TASK OBJECTIVE
In the material below, find every line with "Invalid" and pull it out.

INPUT DATA
//! Map command implementation
//!
//! Runs one record through the mapping engine and validators without
//! touching the job store. Useful for authoring mapping files.

use super::load_or_report;
use crate::adapters::database::{seed_mappings, MappingStore};
use crate::adapters::memory::InMemoryMappingStore;
use crate::core::mapping::MappingEngine;
use crate::core::validation::ValidatorRegistry;
use crate::core::worker::transform_record;
use crate::domain::ids::MappingId;
use chrono::Utc;
use clap::Args;
use serde_json::{Map, Value};
use std::fs;

/// Arguments for the map command
#[derive(Args, Debug)]
pub struct MapArgs {
    /// Mapping ID (built-in or from the mappings directory)
    #[arg(short, long)]
    pub mapping: String,

    /// JSON file holding the source record
    #[arg(short, long)]
    pub file: String,
}

impl MapArgs {
    /// Execute the map command
    pub async fn execute(&self, config_path: &str) -> anyhow::Result<i32> {
        tracing::info!(mapping_id = %self.mapping, file = %self.file, "Mapping record");

        let config = match load_or_report(config_path) {
            Ok(c) => c,
            Err(code) => return Ok(code),
        };

        let mapping_id = match MappingId::new(&self.mapping) {
            Ok(id) => id,
            Err(e) => {
                println!("❌ Invalid mapping ID: {e}");
                return Ok(2);
            }
        };

        let store = InMemoryMappingStore::new();
        if let Err(e) = seed_mappings(&store, &config.mappings).await {
            println!("❌ Failed to load mappings");
            println!("   Error: {e}");
            return Ok(2);
        }
        let Some(mapping) = store.get(&mapping_id).await? else {
            println!("❌ Mapping not found: {mapping_id}");
            return Ok(3); // Not found exit code
        };

        let source = match read_source(&self.file) {
            Ok(s) => s,
            Err(e) => {
                println!("❌ Invalid source file {}", self.file);
                println!("   Error: {e}");
                return Ok(2);
            }
        };

        let output = transform_record(
            &MappingEngine::default(),
            &ValidatorRegistry::with_builtins(),
            &source,
            &mapping,
            Utc::now(),
        )
        .output;

        if output.is_valid {
            println!("✅ Record is valid");
        } else {
            println!("⚠️  Record has {} problem(s)", output.errors.len());
        }
        for error in &output.errors {
            println!("   - {error}");
        }
        println!();
        println!("{}", serde_json::to_string_pretty(&output.transformed)?);
        Ok(0)
    }
}

fn read_source(path: &str) -> anyhow::Result<Map<String, Value>> {
    let content = fs::read_to_string(path)?;
    match serde_json::from_str(&content)? {
        Value::Object(map) => Ok(map),
        _ => anyhow::bail!("source record must be a JSON object"),
    }
}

EXERCISE SOLUTION
                println!("❌ Invalid mapping ID: {e}");
                println!("❌ Invalid source file {}", self.file);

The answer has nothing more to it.